- Exercise objective -
The answer must be one number: how many lines below contain the word "video".

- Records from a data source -
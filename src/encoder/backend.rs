//! Encoder trait and shared error type.
//!
//! The [`Encoder`] trait defines the three operations the pipeline needs from
//! a video encoder: report its version, render one clip, and stitch clips
//! together. The production implementation is
//! [`FfmpegEncoder`](super::ffmpeg::FfmpegEncoder), which shells out to an
//! external `ffmpeg` binary.

use crate::clip::ClipParams;
use std::path::Path;
use thiserror::Error;

#[derive(Error, Debug)]
pub enum EncodeError {
    #[error("IO error: {0}")]
    Io(#[from] std::io::Error),
    #[error(
        "Encoder '{program}' not found. Install ffmpeg or point encoder.program (--ffmpeg) at the executable"
    )]
    EncoderNotFound { program: String },
    #[error("Clip {index} failed ({status}): {stderr}")]
    ClipFailed {
        index: usize,
        status: String,
        stderr: String,
    },
    #[error("Concatenation failed ({status}): {stderr}")]
    ConcatFailed { status: String, stderr: String },
}

impl EncodeError {
    /// Whether this error only concerns a single clip.
    ///
    /// Everything else (missing binary, IO on the workspace) stops the run
    /// regardless of the clip failure policy.
    pub fn is_clip_failure(&self) -> bool {
        matches!(self, EncodeError::ClipFailed { .. })
    }
}

/// Trait for video encoders.
pub trait Encoder {
    /// Human-readable version string, used by `check` to confirm availability.
    fn version(&self) -> Result<String, EncodeError>;

    /// Render one still image into a clip at `clip.output`.
    fn render_clip(&self, clip: &ClipParams) -> Result<(), EncodeError>;

    /// Join the clips listed in `manifest` into `output` without re-encoding.
    fn concat(&self, manifest: &Path, output: &Path) -> Result<(), EncodeError>;
}
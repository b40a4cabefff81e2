use thiserror::Error;
use std::io;

use crate::fingerprint::Fingerprint;

/// Failures raised by a [`TempSet`](crate::tempset::TempSet) backend.
///
/// `KeyAlreadyExists` and `KeyNotFound` are logical signals with a fixed
/// meaning in the reconciliation protocol; everything else is an
/// infrastructure failure of the backend itself.
#[derive(Error, Debug)]
pub enum SetError {
    #[error("key already exists: {0}")]
    KeyAlreadyExists(Fingerprint),
    #[error("key not found: {0}")]
    KeyNotFound(Fingerprint),
    #[error("set is not open")]
    NotOpen,
    #[error("io error: {0}")]
    Io(#[from] io::Error),
    #[error("backend error: {0}")]
    Backend(String),
}

/// Failures raised while pulling records from a checkpoint source.
///
/// End of stream is not an error; sources signal it with `Ok(None)`.
#[derive(Error, Debug)]
pub enum SourceError {
    #[error("invalid magic bytes in archive header")]
    InvalidMagic,
    #[error("unsupported archive version: {0}")]
    UnsupportedVersion(u32),
    #[error("checksum mismatch: expected {expected}, found {found}")]
    ChecksumMismatch { expected: u64, found: u64 },
    #[error("archive truncated inside an entry")]
    Truncated,
    #[error("decode error: {0}")]
    Decode(#[from] bincode::error::DecodeError),
    #[error("io error: {0}")]
    Io(#[from] io::Error),
    #[error("source failure: {0}")]
    Other(String),
}

/// Infrastructure failures of a verification run.
///
/// A provably inconsistent state is NOT represented here. The verifier
/// reports it as a [`Verdict`](crate::verifier::Verdict) so callers can
/// never confuse "the run could not finish" with "the data is wrong".
#[derive(Error, Debug)]
pub enum VerifyError {
    #[error("failed to encode record: {0}")]
    Encoding(#[from] bincode::error::EncodeError),
    #[error("temp set failure: {0}")]
    Set(#[from] SetError),
    #[error("checkpoint source failure: {0}")]
    Source(#[from] SourceError),
}
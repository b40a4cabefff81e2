use clap::Parser;
use std::path::PathBuf;
use std::process::ExitCode;

use anyhow::{Context, Result};
use serde::Serialize;

use attesta::archive::ArchiveReader;
use attesta::record::{normalize_record, StateRecord};
use attesta::source::CheckpointSource;
use attesta::tempset::MemoryTempSet;
use attesta::transform::Normalized;
use attesta::verifier::{StateVerifier, Verdict};

#[derive(Parser, Debug)]
#[command(author, version, about, long_about = None)]
struct Args {
    /// Archive holding the locally accumulated records
    local: PathBuf,

    /// Trusted checkpoint archive to reconcile against
    checkpoint: PathBuf,
}

#[derive(Serialize, Debug)]
struct Report {
    checkpoint: u64,
    local_records: u64,
    ignored_local_records: u64,
    verdict: &'static str,
    #[serde(skip_serializing_if = "Option::is_none")]
    corruption: Option<String>,
}

fn main() -> Result<ExitCode> {
    let args = Args::parse();

    eprintln!("attesta verifier v{}", env!("CARGO_PKG_VERSION"));

    // 1. Load and normalize the local side.
    let mut local: ArchiveReader<StateRecord> =
        ArchiveReader::open(&args.local).context("failed to open local archive")?;

    let mut verifier = StateVerifier::new(MemoryTempSet::new()).with_transform(normalize_record);
    verifier.open().context("failed to open verifier")?;

    let mut local_records = 0u64;
    let mut ignored_local_records = 0u64;
    while let Some(record) = local
        .next_record()
        .context("failed to read local archive")?
    {
        match normalize_record(&record) {
            Normalized::Keep(normalized) => {
                verifier
                    .add(&normalized)
                    .context("failed to add local record")?;
                local_records += 1;
            }
            Normalized::Ignore => ignored_local_records += 1,
        }
    }

    // 2. Stream the checkpoint against it.
    let mut source: ArchiveReader<StateRecord> =
        ArchiveReader::open(&args.checkpoint).context("failed to open checkpoint archive")?;
    let checkpoint = source.checkpoint();

    let verdict = verifier
        .verify(&mut source)
        .context("verification aborted")?;
    let corruption = verifier.state_error().map(|c| c.to_string());
    verifier.close().context("failed to close verifier")?;

    // 3. Output JSON report.
    let report = Report {
        checkpoint,
        local_records,
        ignored_local_records,
        verdict: match verdict {
            Verdict::Consistent => "consistent",
            Verdict::Corrupted => "corrupted",
        },
        corruption,
    };
    println!("{}", serde_json::to_string_pretty(&report)?);

    Ok(match verdict {
        Verdict::Consistent => ExitCode::SUCCESS,
        Verdict::Corrupted => ExitCode::from(2),
    })
}
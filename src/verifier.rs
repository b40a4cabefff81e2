// Copyright (c) 2025 Varshith Gudur. Licensed under AGPLv3.
//! State verification engine.
//!
//! Reconciles locally accumulated records against the authoritative
//! checkpoint stream in two phases: every local record's fingerprint is
//! added to a [`TempSet`], then each checkpoint record is normalized,
//! fingerprinted, and removed. A remove that misses proves the local store
//! has a record the checkpoint does not know (or vice versa a divergent
//! encoding); keys left over after the stream ends prove local records the
//! checkpoint never produced. Either way the run concludes with a
//! [`Verdict::Corrupted`] and a stored [`StateCorruption`] diagnosis.
//!
//! Infrastructure failures (encoding, backend, source I/O) abort the run
//! with an error and leave no diagnosis. The two outcomes are distinct
//! types; a caller cannot mistake one for the other.
//!
//! One engine instance serves exactly one run. Use a fresh instance per
//! run.

use serde::Serialize;
use thiserror::Error;

use crate::error::{SetError, VerifyError};
use crate::fingerprint::{canonical_bytes, fingerprint_of, hex_string, Fingerprint};
use crate::source::CheckpointSource;
use crate::tempset::TempSet;
use crate::transform::{Normalized, Transform};

/// Default cap on leftover keys included in a diagnosis.
pub const LEFTOVER_SAMPLE_LIMIT: usize = 8;

/// Outcome of a completed verification run.
#[derive(Clone, Copy, Debug, PartialEq, Eq)]
pub enum Verdict {
    Consistent,
    Corrupted,
}

impl Verdict {
    pub fn is_consistent(&self) -> bool {
        matches!(self, Verdict::Consistent)
    }
}

/// Evidence explaining a corrupted verdict.
///
/// Produced at most once per engine instance and retained until the engine
/// is dropped, including across `close`. Encodings are hex of the
/// canonical record bytes.
#[derive(Error, Clone, Debug, PartialEq, Eq)]
pub enum StateCorruption {
    /// A checkpoint record had no matching local record.
    #[error(
        "checkpoint record {fingerprint} not found in locally added records \
         (record = {original}, normalized = {normalized})"
    )]
    MissingLocal {
        original: String,
        normalized: String,
        fingerprint: Fingerprint,
    },

    /// Local records were never matched by any checkpoint record.
    #[error(
        "{remaining} locally added records never appeared in the checkpoint \
         stream (sample: {sample:?})"
    )]
    UnmatchedLocal {
        remaining: u64,
        sample: Vec<Fingerprint>,
    },
}

/// Verifies that records provided via [`add`](StateVerifier::add) are
/// exactly the records of the checkpoint stream, under the configured
/// normalization.
///
/// Callers must always `open` before adding and `close` when done; a drop
/// guard closes the set best-effort if they do not.
pub struct StateVerifier<R, S: TempSet> {
    set: S,
    transform: Option<Transform<R>>,
    leftover_sample: usize,
    corruption: Option<StateCorruption>,
    closed: bool,
}

impl<R: Serialize, S: TempSet> StateVerifier<R, S> {
    pub fn new(set: S) -> Self {
        Self {
            set,
            transform: None,
            leftover_sample: LEFTOVER_SAMPLE_LIMIT,
            corruption: None,
            closed: false,
        }
    }

    /// Sets the normalization applied to every checkpoint record before
    /// fingerprinting. The local producer must apply the same projection
    /// before `add`, or every record will spuriously mismatch.
    pub fn with_transform(mut self, transform: impl Fn(&R) -> Normalized<R> + Send + 'static) -> Self {
        self.transform = Some(Box::new(transform));
        self
    }

    pub fn with_leftover_sample(mut self, limit: usize) -> Self {
        self.leftover_sample = limit;
        self
    }

    pub fn open(&mut self) -> Result<(), VerifyError> {
        self.set.open().map_err(VerifyError::Set)
    }

    /// Registers one locally accumulated record (already normalized by the
    /// producer).
    ///
    /// Propagates encoding failures and `KeyAlreadyExists`; the latter
    /// means two distinct local records normalized to one fingerprint and
    /// the run cannot produce a meaningful verdict.
    pub fn add(&mut self, record: &R) -> Result<(), VerifyError> {
        let key = fingerprint_of(record)?;
        self.set.add(key).map_err(VerifyError::Set)
    }

    /// Streams the checkpoint and reconciles it against the added records.
    ///
    /// Returns `Ok(Verdict::Corrupted)` as soon as the first checkpoint
    /// record misses, without draining the rest of the stream; the
    /// diagnosis is then available from [`state_error`](Self::state_error).
    /// Infrastructure failures return `Err` and store no diagnosis.
    pub fn verify<C>(&mut self, source: &mut C) -> Result<Verdict, VerifyError>
    where
        C: CheckpointSource<Record = R>,
    {
        while let Some(record) = source.next_record().map_err(VerifyError::Source)? {
            let normalized_owned;
            let normalized: &R = match &self.transform {
                Some(transform) => match transform(&record) {
                    Normalized::Ignore => continue,
                    Normalized::Keep(normalized) => {
                        normalized_owned = normalized;
                        &normalized_owned
                    }
                },
                None => &record,
            };

            let key = fingerprint_of(normalized)?;
            match self.set.remove(&key) {
                Ok(()) => {}
                Err(SetError::KeyNotFound(_)) => {
                    // Encoding errors are dropped here; the corruption
                    // evidence has priority over a pretty diagnosis.
                    let original = canonical_bytes(&record)
                        .map(|bytes| hex_string(&bytes))
                        .unwrap_or_default();
                    let normalized = canonical_bytes(normalized)
                        .map(|bytes| hex_string(&bytes))
                        .unwrap_or_default();

                    self.corruption = Some(StateCorruption::MissingLocal {
                        original,
                        normalized,
                        fingerprint: key,
                    });
                    return Ok(Verdict::Corrupted);
                }
                Err(err) => return Err(VerifyError::Set(err)),
            }
        }

        let remaining = self.set.len().map_err(VerifyError::Set)?;
        if remaining > 0 {
            let sample = self
                .set
                .sample(self.leftover_sample)
                .map_err(VerifyError::Set)?;
            self.corruption = Some(StateCorruption::UnmatchedLocal { remaining, sample });
            return Ok(Verdict::Corrupted);
        }

        Ok(Verdict::Consistent)
    }

    /// The stored diagnosis, if the run concluded `Corrupted`. Remains
    /// available after `close`.
    pub fn state_error(&self) -> Option<&StateCorruption> {
        self.corruption.as_ref()
    }

    /// Releases the temp set's storage. Safe to call after a failed open
    /// or verify; calling twice is a no-op.
    pub fn close(&mut self) -> Result<(), VerifyError> {
        if self.closed {
            return Ok(());
        }
        self.closed = true;
        self.set.close().map_err(VerifyError::Set)
    }
}

impl<R, S: TempSet> Drop for StateVerifier<R, S> {
    fn drop(&mut self) {
        if !self.closed {
            let _ = self.set.close();
        }
    }
}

- Answer box -
2